Erlanger, partners spending $100 million on new facilities [photos, video]

Planners eye $1.5 billion of projects at campuses

Children's Hospital at Erlanger Chief Medical Officer Dr. Alan Kohrt signs the wall during a Topping Out ceremony at the Children's Outpatient Center at Erlanger on Thursday, Nov. 9, 2017 in Chattanooga, Tenn. The Topping Out ceremony is a traditional builder's milestone, signifying that the final beam is put into place. The outpatient center is set to open in December 2018.
Children's Hospital at Erlanger Chief Medical Officer Dr. Alan Kohrt signs the wall during a Topping Out ceremony at the Children's Outpatient Center at Erlanger on Thursday, Nov. 9, 2017 in Chattanooga, Tenn. The Topping Out ceremony is a traditional builder's milestone, signifying that the final beam is put into place.
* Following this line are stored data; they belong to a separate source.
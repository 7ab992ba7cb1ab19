//! Fourier-factorization engine: turns a patterned layer into the reciprocal
//! space permittivity operators consumed by the mode equation.
//!
//! Every rule produces the same pair: `epsilon2`, the `2n × 2n` in-plane
//! operator with quadrants `[[xx, xy], [yx, yy]]`, and `epsilon_inv`, the
//! `n × n` operator standing in for `1/ε_zz`. Rows and columns follow the
//! basis order.

mod closed_form;
mod common;
mod discretized;
mod experimental;
mod projection;

use log::debug;

use crate::dielectric::AveragingMode;
use crate::error::{RcwaError, Result};
use crate::gsel::BasisSet;
use crate::lattice::Lattice2D;
use crate::material::{MaterialId, MaterialTable};
use crate::matrix::CMatrix;
use crate::options::FmmOptions;
use crate::pattern::Pattern;
use crate::polarization::PolarizationBasis;

pub use common::{discretization_grid, LanczosSmoothing};

/// A layer as seen by the factorization engine.
#[derive(Clone, Copy)]
pub struct LayerPattern<'a> {
    pub pattern: &'a dyn Pattern,
    pub background: MaterialId,
}

impl<'a> LayerPattern<'a> {
    pub fn new(pattern: &'a dyn Pattern, background: MaterialId) -> Self {
        Self {
            pattern,
            background,
        }
    }
}

#[derive(Debug, Clone, PartialEq)]
pub struct PermittivityOperators {
    pub epsilon2: CMatrix,
    pub epsilon_inv: CMatrix,
}

impl PermittivityOperators {
    /// Number of basis vectors the operators were built for.
    pub fn basis_len(&self) -> usize {
        self.epsilon_inv.rows()
    }

    /// Quadrant `(row, col)` of `epsilon2`, each index 0 or 1.
    pub fn quadrant(&self, row: usize, col: usize) -> CMatrix {
        let n = self.basis_len();
        self.epsilon2.block(row * n, col * n, n, n)
    }
}

#[derive(Debug, Clone, Copy, PartialEq, Eq)]
pub enum FactorizationRule {
    ClosedForm,
    Discretized(AveragingMode),
    Experimental,
}

impl FactorizationRule {
    pub fn from_options(options: &FmmOptions) -> Self {
        if options.use_experimental_fmm {
            Self::Experimental
        } else if options.use_subpixel_smoothing {
            Self::Discretized(AveragingMode::Kottke)
        } else if options.use_discretized_epsilon {
            Self::Discretized(AveragingMode::AreaWeighted)
        } else {
            Self::ClosedForm
        }
    }
}

/// Build the permittivity operators of `layer` in the planewave basis `basis`.
pub fn build_permittivity_operators(
    layer: &LayerPattern<'_>,
    materials: &MaterialTable,
    basis: &BasisSet,
    lattice: &Lattice2D,
    options: &FmmOptions,
) -> Result<PermittivityOperators> {
    if basis.is_empty() {
        return Err(RcwaError::invalid_argument(3, "basis is empty"));
    }
    if basis.lattice() != lattice {
        return Err(RcwaError::invalid_argument(
            3,
            "basis was selected for a different lattice",
        ));
    }
    options.validate()?;
    materials.get(layer.background)?;
    for shape in 0..layer.pattern.shape_count() {
        materials.get(layer.pattern.shape_material(shape))?;
    }

    let rule = FactorizationRule::from_options(options);
    let polarization = match rule {
        FactorizationRule::Experimental => None,
        _ => PolarizationBasis::from_options(options),
    };
    debug!(
        "factorizing layer with {} shapes over {} basis vectors: {:?}, polarization basis {:?}",
        layer.pattern.shape_count(),
        basis.len(),
        rule,
        polarization
    );

    let context = common::FactorizationContext::new(layer, materials, basis, lattice)?;
    let operators = match rule {
        FactorizationRule::ClosedForm => closed_form::build(&context, options, polarization)?,
        FactorizationRule::Discretized(mode) => {
            discretized::build(&context, options, mode, polarization)?
        }
        FactorizationRule::Experimental => experimental::build(&context)?,
    };
    debug!("epsilon2[0,0] = {}", operators.epsilon2[(0, 0)]);
    Ok(operators)
}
The outpatient center is set to open in December 2018.

In the biggest capital investment in its 128-year history, Erlanger Health System and its partners are building more than $100 million of new facilities at four different sites to enhance medical services provided by Chattanooga's biggest hospital.

Over the next decade, hospital planners are dreaming up plans for far more - as much as $1.5 billion of building upgrades and additions and new equipment and programs at or around Erlanger facilities across even more sites.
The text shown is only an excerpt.